Third, issues of sentiment.  QuillConnect is interested in ‘positive’, ‘negative’ or neutral’ language. I listed content analysis of genre. However, it would not be hard to suggest that Diversity, Hard News, Online Security are likely to skew negative, where as Humour, Inspiration, Visually attractive are likely to skew positive.

QuillConnect analysis of my tweets

QuillConnect analysis of my tweets

I therefore recoded my tweets to try to ‘reverse engineer’ my Discovery timeline analysis. I then compared them to the QuillAnalysis report.

I mostly tweet about politics (8%) according to QuillConnect. From my own content analysis, Twitter reads this as more likely to mean ‘diversity politics’ than ‘hard news politics’.

I regularly tweet about Education, and education tweets are most likely to be served to me in my Discovery timeline (both mobile and desktop).

Twitter thinks I’m more interested in Technology than Science, while QuillConnect thinks it’s the other way around. (I tend to agree with Twitter).

I tweet less than most people about Entertainment, Television, Music and Celebrity. As I don’t own a television and films give me migraines, this is not surprising. Discovery tends to agree–my tweets that did reference television tended to do so obliquely. A gif referencing Star Trek was really about technology, a tweet mentioning television marathons was really a joke about tenure (education), a tweet about HBO was more about structures of technology companies than the content of any shows.
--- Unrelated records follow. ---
//! ICU MessageFormat subset.
//!
//! Supported syntax:
//!
//! - literal text, with `''` for a quote and `'{...}'` for quoted literals
//! - `{name}` simple arguments
//! - `{name, select, key {...} other {...}}`
//! - `{name, plural, offset:1 =0 {...} one {...} other {...}}` and
//!   `selectordinal`, with `#` for the (offset) number inside a case
//!
//! A parsed [`Message`] is compiled to a JavaScript function taking the
//! argument object. It can also be formatted natively, which is what the
//! tests rely on to pin down the semantics.

use anyhow::{Result, anyhow, bail};
use serde_json::{Map, Value};

use super::plural::{PluralCategory, PluralRules};
use crate::bundler::runtime::js_string;

#[derive(Debug, Clone, PartialEq)]
pub enum Part {
    Text(String),
    Argument(String),
    /// `#` inside a plural case.
    Pound,
    Select {
        arg: String,
        cases: Vec<(String, Vec<Part>)>,
    },
    Plural {
        arg: String,
        ordinal: bool,
        offset: u64,
        cases: Vec<(PluralKey, Vec<Part>)>,
    },
}

#[derive(Debug, Clone, PartialEq)]
pub enum PluralKey {
    Exact(u64),
    Category(PluralCategory),
}

impl PluralKey {
    fn js_key(&self) -> String {
        match self {
            PluralKey::Exact(value) => format!("={}", value),
            PluralKey::Category(category) => category.to_string(),
        }
    }
}

#[derive(Debug, Clone, PartialEq)]
pub struct Message {
    parts: Vec<Part>,
}

/// Names of the runtime helpers and plural functions the compiled code uses.
#[derive(Debug, Clone)]
pub struct MessageRuntime<'a> {
    pub select_fn: &'a str,
    pub plural_fn: &'a str,
    pub cardinal: &'a str,
    pub ordinal: &'a str,
}

impl Message {
    pub fn parse(pattern: &str) -> Result<Self> {
        let mut parser = MessageParser {
            chars: pattern.chars().collect(),
            pos: 0,
        };
        let parts = parser.parts(false, false)?;
        if parser.pos < parser.chars.len() {
            bail!("Unexpected '}}' at offset {}", parser.pos);
        }
        Ok(Self { parts })
    }

    pub fn parts(&self) -> &[Part] {
        &self.parts
    }

    /// Whether any plural (`ordinal = false`) or selectordinal (`true`) is used.
    pub fn uses_plural(&self, ordinal: bool) -> bool {
        fn walk(parts: &[Part], ordinal: bool) -> bool {
            parts.iter().any(|part| match part {
                Part::Select { cases, .. } => cases.iter().any(|(_, parts)| walk(parts, ordinal)),
                Part::Plural {
                    ordinal: o, cases, ..
                } => *o == ordinal || cases.iter().any(|(_, parts)| walk(parts, ordinal)),
                _ => false,
            })
        }
        walk(&self.parts, ordinal)
    }

    /// `function (d) { return ...; }`
    pub fn to_js(&self, runtime: &MessageRuntime<'_>) -> String {
        format!(
            "function (d) {{ return {}; }}",
            concat_js(&self.parts, runtime)
        )
    }

    pub fn format(
        &self,
        args: &Map<String, Value>,
        cardinal: &PluralRules,
        ordinal: &PluralRules,
    ) -> Result<String> {
        let mut out = String::new();
        format_parts(&self.parts, args, cardinal, ordinal, None, &mut out)?;
        Ok(out)
    }
}

fn concat_js(parts: &[Part], runtime: &MessageRuntime<'_>) -> String {
    let pieces: Vec<String> = parts.iter().map(|part| part_js(part, runtime)).collect();
    match parts.first() {
        None => "\"\"".to_string(),
        Some(Part::Text(_)) => pieces.join(" + "),
        Some(_) => format!("\"\" + {}", pieces.join(" + ")),
    }
}

fn part_js(part: &Part, runtime: &MessageRuntime<'_>) -> String {
    match part {
        Part::Text(text) => js_string(text),
        Part::Argument(name) => format!("d[{}]", js_string(name)),
        Part::Pound => "p".to_string(),
        Part::Select { arg, cases } => {
            let cases: Vec<String> = cases
                .iter()
                .map(|(key, parts)| {
                    format!(
                        "{}: function () {{ return {}; }}",
                        js_string(key),
                        concat_js(parts, runtime)
                    )
                })
                .collect();
            format!(
                "{}(d[{}], {{ {} }})",
                runtime.select_fn,
                js_string(arg),
                cases.join(", ")
            )
        }
        Part::Plural {
            arg,
            ordinal,
            offset,
            cases,
        } => {
            let cases: Vec<String> = cases
                .iter()
                .map(|(key, parts)| {
                    format!(
                        "{}: function (p) {{ return {}; }}",
                        js_string(&key.js_key()),
                        concat_js(parts, runtime)
                    )
                })
                .collect();
            let rules = if *ordinal {
                runtime.ordinal
            } else {
                runtime.cardinal
            };
            format!(
                "{}(d[{}], {}, {}, {{ {} }})",
                runtime.plural_fn,
                js_string(arg),
                offset,
                rules,
                cases.join(", ")
            )
        }
    }
}

fn format_parts(
    parts: &[Part],
    args: &Map<String, Value>,
    cardinal: &PluralRules,
    ordinal: &PluralRules,
    pound: Option<f64>,
    out: &mut String,
) -> Result<()> {
    for part in parts {
        match part {
            Part::Text(text) => out.push_str(text),
            Part::Argument(name) => out.push_str(&display(argument(args, name)?)),
            Part::Pound => match pound {
                Some(value) => out.push_str(&format!("{}", value)),
                None => out.push('#'),
            },
            Part::Select { arg, cases } => {
                let value = display(argument(args, arg)?);
                let case = cases
                    .iter()
                    .find(|(key, _)| *key == value)
                    .or_else(|| cases.iter().find(|(key, _)| key == "other"))
                    .ok_or_else(|| anyhow!("No case for '{}' in select '{}'", value, arg))?;
                format_parts(&case.1, args, cardinal, ordinal, pound, out)?;
            }
            Part::Plural {
                arg,
                ordinal: is_ordinal,
                offset,
                cases,
            } => {
                let value = argument(args, arg)?
                    .as_f64()
                    .ok_or_else(|| anyhow!("Plural argument '{}' is not a number", arg))?;
                let shifted = value - *offset as f64;
                let rules = if *is_ordinal { ordinal } else { cardinal };
                let category = rules.select(&shifted.into());

                let case = cases
                    .iter()
                    .find(|(key, _)| matches!(key, PluralKey::Exact(exact) if *exact as f64 == value))
                    .or_else(|| {
                        cases
                            .iter()
                            .find(|(key, _)| *key == PluralKey::Category(category))
                    })
                    .or_else(|| {
                        cases
                            .iter()
                            .find(|(key, _)| *key == PluralKey::Category(PluralCategory::Other))
                    })
                    .ok_or_else(|| anyhow!("No case for {} in plural '{}'", value, arg))?;
                format_parts(&case.1, args, cardinal, ordinal, Some(shifted), out)?;
            }
        }
    }
    Ok(())
}

fn argument<'a>(args: &'a Map<String, Value>, name: &str) -> Result<&'a Value> {
    args.get(name)
        .ok_or_else(|| anyhow!("Missing message argument '{}'", name))
}

fn display(value: &Value) -> String {
    match value {
        Value::String(s) => s.clone(),
        other => other.to_string(),
    }
}

struct MessageParser {
    chars: Vec<char>,
    pos: usize,
}

impl MessageParser {
    fn peek(&self) -> Option<char> {
        self.chars.get(self.pos).copied()
    }

    fn skip_whitespace(&mut self) {
        while self.peek().is_some_and(char::is_whitespace) {
            self.pos += 1;
        }
    }

    fn expect(&mut self, expected: char) -> Result<()> {
        self.skip_whitespace();
        match self.peek() {
            Some(c) if c == expected => {
                self.pos += 1;
                Ok(())
            }
            Some(c) => bail!("Expected '{}' but found '{}' at offset {}", expected, c, self.pos),
            None => bail!("Expected '{}' but reached the end of the message", expected),
        }
    }

    fn word(&mut self) -> String {
        self.skip_whitespace();
        let start = self.pos;
        while self
            .peek()
            .is_some_and(|c| !c.is_whitespace() && !matches!(c, '{' | '}' | ','))
        {
            self.pos += 1;
        }
        self.chars[start..self.pos].iter().collect()
    }

    /// Parse text and arguments until an unmatched `}` or the end.
    fn parts(&mut self, nested: bool, in_plural: bool) -> Result<Vec<Part>> {
        let mut parts = Vec::new();
        let mut text = String::new();

        while let Some(c) = self.peek() {
            match c {
                '{' => {
                    if !text.is_empty() {
                        parts.push(Part::Text(std::mem::take(&mut text)));
                    }
                    self.pos += 1;
                    parts.push(self.argument(in_plural)?);
                }
                '}' => {
                    if nested {
                        break;
                    }
                    bail!("Unexpected '}}' at offset {}", self.pos);
                }
                '#' if in_plural => {
                    if !text.is_empty() {
                        parts.push(Part::Text(std::mem::take(&mut text)));
                    }
                    self.pos += 1;
                    parts.push(Part::Pound);
                }
                '\'' => {
                    self.pos += 1;
                    self.quoted(&mut text, in_plural);
                }
                _ => {
                    text.push(c);
                    self.pos += 1;
                }
            }
        }

        if !text.is_empty() {
            parts.push(Part::Text(text));
        }
        Ok(parts)
    }

    /// Called after an apostrophe.
    fn quoted(&mut self, text: &mut String, in_plural: bool) {
        match self.peek() {
            Some('\'') => {
                text.push('\'');
                self.pos += 1;
            }
            Some(c) if matches!(c, '{' | '}') || (c == '#' && in_plural) => {
                while let Some(c) = self.peek() {
                    self.pos += 1;
                    if c == '\'' {
                        if self.peek() == Some('\'') {
                            text.push('\'');
                            self.pos += 1;
                            continue;
                        }
                        return;
                    }
                    text.push(c);
                }
            }
            _ => text.push('\''),
        }
    }

    fn argument(&mut self, in_plural: bool) -> Result<Part> {
        let name = self.word();
        if name.is_empty() {
            bail!("Missing argument name at offset {}", self.pos);
        }
        self.skip_whitespace();

        match self.peek() {
            Some('}') => {
                self.pos += 1;
                return Ok(Part::Argument(name));
            }
            Some(',') => self.pos += 1,
            _ => bail!("Unclosed argument '{}'", name),
        }

        let kind = self.word();
        self.expect(',')?;
        let part = match kind.as_str() {
            "select" => Part::Select {
                cases: self.select_cases(&name, in_plural)?,
                arg: name,
            },
            "plural" | "selectordinal" => {
                let offset = self.offset()?;
                Part::Plural {
                    cases: self.plural_cases(&name)?,
                    arg: name,
                    ordinal: kind == "selectordinal",
                    offset,
                }
            }
            other => bail!("Unsupported argument type '{}' for '{}'", other, name),
        };
        self.expect('}')?;
        Ok(part)
    }

    fn offset(&mut self) -> Result<u64> {
        self.skip_whitespace();
        let rest: String = self.chars[self.pos..].iter().take(7).collect();
        if rest != "offset:" {
            return Ok(0);
        }
        self.pos += 7;
        let value = self.word();
        value
            .parse()
            .map_err(|_| anyhow!("Invalid plural offset '{}'", value))
    }

    fn case_body(&mut self, in_plural: bool) -> Result<Vec<Part>> {
        self.expect('{')?;
        let parts = self.parts(true, in_plural)?;
        self.expect('}')?;
        Ok(parts)
    }

    fn select_cases(&mut self, arg: &str, in_plural: bool) -> Result<Vec<(String, Vec<Part>)>> {
        let mut cases = Vec::new();
        loop {
            self.skip_whitespace();
            match self.peek() {
                Some('}') | None => break,
                _ => {}
            }
            let key = self.word();
            if key.is_empty() {
                bail!("Missing case key in select '{}'", arg);
            }
            cases.push((key, self.case_body(in_plural)?));
        }
        if !cases.iter().any(|(key, _)| key == "other") {
            bail!("Select '{}' has no 'other' case", arg);
        }
        Ok(cases)
    }

    fn plural_cases(&mut self, arg: &str) -> Result<Vec<(PluralKey, Vec<Part>)>> {
        let mut cases = Vec::new();
        loop {
            self.skip_whitespace();
            match self.peek() {
                Some('}') | None => break,
                _ => {}
            }
            let key = self.word();
            let key = match key.strip_prefix('=') {
                Some(value) => PluralKey::Exact(
                    value
                        .parse()
                        .map_err(|_| anyhow!("Invalid exact case '{}' in plural '{}'", key, arg))?,
                ),
                None => PluralKey::Category(key.parse()?),
            };
            cases.push((key, self.case_body(true)?));
        }
        if !cases
            .iter()
            .any(|(key, _)| *key == PluralKey::Category(PluralCategory::Other))
        {
            bail!("Plural '{}' has no 'other' case", arg);
        }
        Ok(cases)
    }
}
I tweet about ‘Arts’ according to QuillConnect.  Discovery suggests that this means, sculpture, historical artifacts, photography, literature.

My Twitter is regarded as ‘neutral’ by QuillConnect, and “for #mscedc, tweets containing the hashtag are predominantly neutral in tone.” When I re-coded my Discovery timeline, I counted 6 positive and 7 negative tweets on mobile (some of the tweets, for example, were humourous tweets about a negative situation, thus they were counted twice). This suggests a balance . However, only 3 tweets in the Desktop timeline were truly neutral (neither positive nor negative) and none of the mobile tweets.

***

So QuillConnect wasn’t wrong, but it was reductive. It was limited by lack of detail, which a human user or Twitter’s own algorithm seems able to deliver on. The difference between ‘balanced both positive and negative neutral’ and ‘not expressing positive or negative neutral’, for example, is significant.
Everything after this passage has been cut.